(Stored data)

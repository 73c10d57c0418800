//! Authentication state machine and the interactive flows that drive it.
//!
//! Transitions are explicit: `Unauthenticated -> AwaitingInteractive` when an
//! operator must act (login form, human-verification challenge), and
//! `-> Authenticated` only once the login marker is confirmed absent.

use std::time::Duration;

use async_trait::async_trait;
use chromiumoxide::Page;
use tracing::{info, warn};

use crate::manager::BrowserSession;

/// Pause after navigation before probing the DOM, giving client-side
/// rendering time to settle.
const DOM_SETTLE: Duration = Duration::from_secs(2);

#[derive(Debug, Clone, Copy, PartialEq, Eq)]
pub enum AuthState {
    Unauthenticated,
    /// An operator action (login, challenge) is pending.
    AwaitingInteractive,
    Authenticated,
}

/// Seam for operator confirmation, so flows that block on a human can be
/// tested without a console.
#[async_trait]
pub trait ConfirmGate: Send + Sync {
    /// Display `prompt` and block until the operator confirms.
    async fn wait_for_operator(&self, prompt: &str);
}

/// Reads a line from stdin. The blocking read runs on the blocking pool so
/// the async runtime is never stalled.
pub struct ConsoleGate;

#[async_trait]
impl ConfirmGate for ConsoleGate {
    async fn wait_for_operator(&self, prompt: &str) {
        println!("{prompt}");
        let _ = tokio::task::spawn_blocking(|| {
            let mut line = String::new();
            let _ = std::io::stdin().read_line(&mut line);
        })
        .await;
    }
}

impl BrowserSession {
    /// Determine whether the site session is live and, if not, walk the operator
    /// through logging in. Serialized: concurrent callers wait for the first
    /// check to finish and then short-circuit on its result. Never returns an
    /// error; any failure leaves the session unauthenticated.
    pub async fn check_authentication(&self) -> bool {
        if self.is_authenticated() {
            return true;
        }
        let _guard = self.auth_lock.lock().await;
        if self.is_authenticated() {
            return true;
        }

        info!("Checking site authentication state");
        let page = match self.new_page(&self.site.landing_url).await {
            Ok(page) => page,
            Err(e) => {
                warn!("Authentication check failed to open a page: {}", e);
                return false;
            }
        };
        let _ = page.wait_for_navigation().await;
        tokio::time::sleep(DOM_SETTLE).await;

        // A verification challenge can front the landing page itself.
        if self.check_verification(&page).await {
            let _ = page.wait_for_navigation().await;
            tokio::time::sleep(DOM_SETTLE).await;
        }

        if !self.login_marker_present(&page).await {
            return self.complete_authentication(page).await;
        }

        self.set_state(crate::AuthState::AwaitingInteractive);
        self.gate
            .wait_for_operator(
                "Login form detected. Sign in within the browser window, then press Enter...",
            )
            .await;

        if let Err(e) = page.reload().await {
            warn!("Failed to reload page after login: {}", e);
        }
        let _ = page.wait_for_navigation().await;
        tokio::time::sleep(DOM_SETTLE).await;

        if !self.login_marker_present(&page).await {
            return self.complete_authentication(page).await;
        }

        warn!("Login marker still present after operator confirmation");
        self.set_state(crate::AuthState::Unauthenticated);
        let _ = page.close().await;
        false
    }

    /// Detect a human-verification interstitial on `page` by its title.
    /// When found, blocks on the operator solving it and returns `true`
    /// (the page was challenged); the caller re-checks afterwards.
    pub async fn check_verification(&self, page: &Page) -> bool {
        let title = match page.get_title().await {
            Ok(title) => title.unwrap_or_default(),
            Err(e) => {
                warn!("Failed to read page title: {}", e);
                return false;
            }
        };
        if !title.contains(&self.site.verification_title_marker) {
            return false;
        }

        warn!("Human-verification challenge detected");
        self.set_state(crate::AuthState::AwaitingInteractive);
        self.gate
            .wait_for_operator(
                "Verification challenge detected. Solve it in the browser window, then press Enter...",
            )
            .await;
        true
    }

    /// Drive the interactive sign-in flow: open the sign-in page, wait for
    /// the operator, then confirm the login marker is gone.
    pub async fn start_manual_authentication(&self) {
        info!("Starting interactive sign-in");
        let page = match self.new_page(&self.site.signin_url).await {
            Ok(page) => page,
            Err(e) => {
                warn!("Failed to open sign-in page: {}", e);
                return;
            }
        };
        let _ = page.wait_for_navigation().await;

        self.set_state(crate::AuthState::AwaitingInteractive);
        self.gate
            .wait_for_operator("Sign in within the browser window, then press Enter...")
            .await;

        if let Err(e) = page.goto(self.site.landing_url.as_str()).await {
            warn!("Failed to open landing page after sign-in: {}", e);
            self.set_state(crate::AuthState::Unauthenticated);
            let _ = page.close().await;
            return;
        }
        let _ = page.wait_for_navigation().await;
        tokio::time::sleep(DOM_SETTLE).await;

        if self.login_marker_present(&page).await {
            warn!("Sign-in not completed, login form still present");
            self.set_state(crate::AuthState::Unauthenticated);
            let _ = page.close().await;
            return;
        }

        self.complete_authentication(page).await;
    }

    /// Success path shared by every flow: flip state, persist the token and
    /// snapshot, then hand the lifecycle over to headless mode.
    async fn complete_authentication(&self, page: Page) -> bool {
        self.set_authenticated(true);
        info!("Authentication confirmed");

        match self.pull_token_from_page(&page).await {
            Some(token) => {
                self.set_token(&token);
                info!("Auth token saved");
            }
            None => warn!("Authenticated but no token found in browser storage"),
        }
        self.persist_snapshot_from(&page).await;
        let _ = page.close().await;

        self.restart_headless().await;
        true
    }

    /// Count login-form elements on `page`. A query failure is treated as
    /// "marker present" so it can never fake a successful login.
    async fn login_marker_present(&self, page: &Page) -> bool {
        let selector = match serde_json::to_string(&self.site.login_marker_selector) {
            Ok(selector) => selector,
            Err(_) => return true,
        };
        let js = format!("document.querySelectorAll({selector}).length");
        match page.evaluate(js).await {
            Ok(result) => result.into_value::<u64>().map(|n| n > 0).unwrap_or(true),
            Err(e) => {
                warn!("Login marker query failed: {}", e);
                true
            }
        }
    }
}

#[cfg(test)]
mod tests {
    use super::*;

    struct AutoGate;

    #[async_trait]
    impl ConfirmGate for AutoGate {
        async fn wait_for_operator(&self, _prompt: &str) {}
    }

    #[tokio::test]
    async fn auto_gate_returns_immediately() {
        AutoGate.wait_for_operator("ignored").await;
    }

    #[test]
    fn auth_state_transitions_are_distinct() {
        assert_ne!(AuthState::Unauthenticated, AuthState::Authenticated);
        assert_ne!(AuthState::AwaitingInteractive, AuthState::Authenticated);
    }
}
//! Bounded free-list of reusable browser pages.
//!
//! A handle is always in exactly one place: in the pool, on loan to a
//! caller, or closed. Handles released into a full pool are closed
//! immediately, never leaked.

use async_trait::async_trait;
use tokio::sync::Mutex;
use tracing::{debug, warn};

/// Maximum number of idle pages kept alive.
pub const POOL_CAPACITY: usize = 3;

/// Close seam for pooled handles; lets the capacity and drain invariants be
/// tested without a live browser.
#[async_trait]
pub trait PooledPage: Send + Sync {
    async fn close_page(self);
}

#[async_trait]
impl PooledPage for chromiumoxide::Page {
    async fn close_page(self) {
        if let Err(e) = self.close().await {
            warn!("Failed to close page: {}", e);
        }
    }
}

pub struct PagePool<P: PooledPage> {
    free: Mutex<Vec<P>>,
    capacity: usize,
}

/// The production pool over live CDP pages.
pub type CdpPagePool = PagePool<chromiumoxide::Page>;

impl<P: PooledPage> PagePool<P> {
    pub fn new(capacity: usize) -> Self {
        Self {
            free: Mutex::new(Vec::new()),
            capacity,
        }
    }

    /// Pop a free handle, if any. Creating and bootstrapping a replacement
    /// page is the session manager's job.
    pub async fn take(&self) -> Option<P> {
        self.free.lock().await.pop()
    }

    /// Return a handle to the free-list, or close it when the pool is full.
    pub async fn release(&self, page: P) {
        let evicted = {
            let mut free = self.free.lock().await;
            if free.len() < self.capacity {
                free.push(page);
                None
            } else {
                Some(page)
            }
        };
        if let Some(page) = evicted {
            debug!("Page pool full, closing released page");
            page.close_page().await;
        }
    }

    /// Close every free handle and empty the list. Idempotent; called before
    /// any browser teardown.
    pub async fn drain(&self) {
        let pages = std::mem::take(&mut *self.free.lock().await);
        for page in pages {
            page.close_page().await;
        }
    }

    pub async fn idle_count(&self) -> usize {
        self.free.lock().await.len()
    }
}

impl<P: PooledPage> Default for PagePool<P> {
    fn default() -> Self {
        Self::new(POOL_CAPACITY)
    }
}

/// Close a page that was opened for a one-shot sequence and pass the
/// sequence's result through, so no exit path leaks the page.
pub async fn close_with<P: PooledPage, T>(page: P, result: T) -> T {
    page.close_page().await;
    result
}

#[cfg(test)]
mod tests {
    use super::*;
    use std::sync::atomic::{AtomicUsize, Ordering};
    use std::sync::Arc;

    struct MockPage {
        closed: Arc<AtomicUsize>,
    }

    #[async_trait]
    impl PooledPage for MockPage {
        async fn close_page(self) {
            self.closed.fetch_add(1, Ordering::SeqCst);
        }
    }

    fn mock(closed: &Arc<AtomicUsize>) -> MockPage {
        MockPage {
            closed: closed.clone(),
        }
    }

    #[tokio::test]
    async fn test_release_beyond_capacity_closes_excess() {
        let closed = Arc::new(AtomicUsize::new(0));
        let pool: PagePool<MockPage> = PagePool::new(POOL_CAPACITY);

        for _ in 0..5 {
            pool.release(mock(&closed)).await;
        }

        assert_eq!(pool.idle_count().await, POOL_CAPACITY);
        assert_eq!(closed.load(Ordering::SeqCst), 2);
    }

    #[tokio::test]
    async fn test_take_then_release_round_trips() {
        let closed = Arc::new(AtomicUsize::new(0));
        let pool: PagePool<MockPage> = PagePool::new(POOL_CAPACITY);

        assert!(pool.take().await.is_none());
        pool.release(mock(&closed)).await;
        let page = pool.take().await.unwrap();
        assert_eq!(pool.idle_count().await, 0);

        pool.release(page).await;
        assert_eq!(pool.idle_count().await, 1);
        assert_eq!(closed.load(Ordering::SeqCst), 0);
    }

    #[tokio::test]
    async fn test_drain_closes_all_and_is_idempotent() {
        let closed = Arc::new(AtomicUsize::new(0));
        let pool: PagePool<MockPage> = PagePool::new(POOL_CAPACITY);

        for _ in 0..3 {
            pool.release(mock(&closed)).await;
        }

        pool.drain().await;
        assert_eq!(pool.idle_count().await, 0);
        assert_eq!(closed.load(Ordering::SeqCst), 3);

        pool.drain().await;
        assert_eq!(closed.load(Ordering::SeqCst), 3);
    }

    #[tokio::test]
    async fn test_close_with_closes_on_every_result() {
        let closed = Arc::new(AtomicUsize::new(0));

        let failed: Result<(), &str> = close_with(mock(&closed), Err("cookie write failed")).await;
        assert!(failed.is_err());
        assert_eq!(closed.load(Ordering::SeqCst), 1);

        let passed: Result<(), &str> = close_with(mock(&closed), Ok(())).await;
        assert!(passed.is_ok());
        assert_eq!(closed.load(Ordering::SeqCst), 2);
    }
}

INSTRUCTIONS FOR THE TASK = Return each line from the data where the string "ConsoleGate" can be found.

REPLY TO THE TASK =
pub struct ConsoleGate;
impl ConfirmGate for ConsoleGate {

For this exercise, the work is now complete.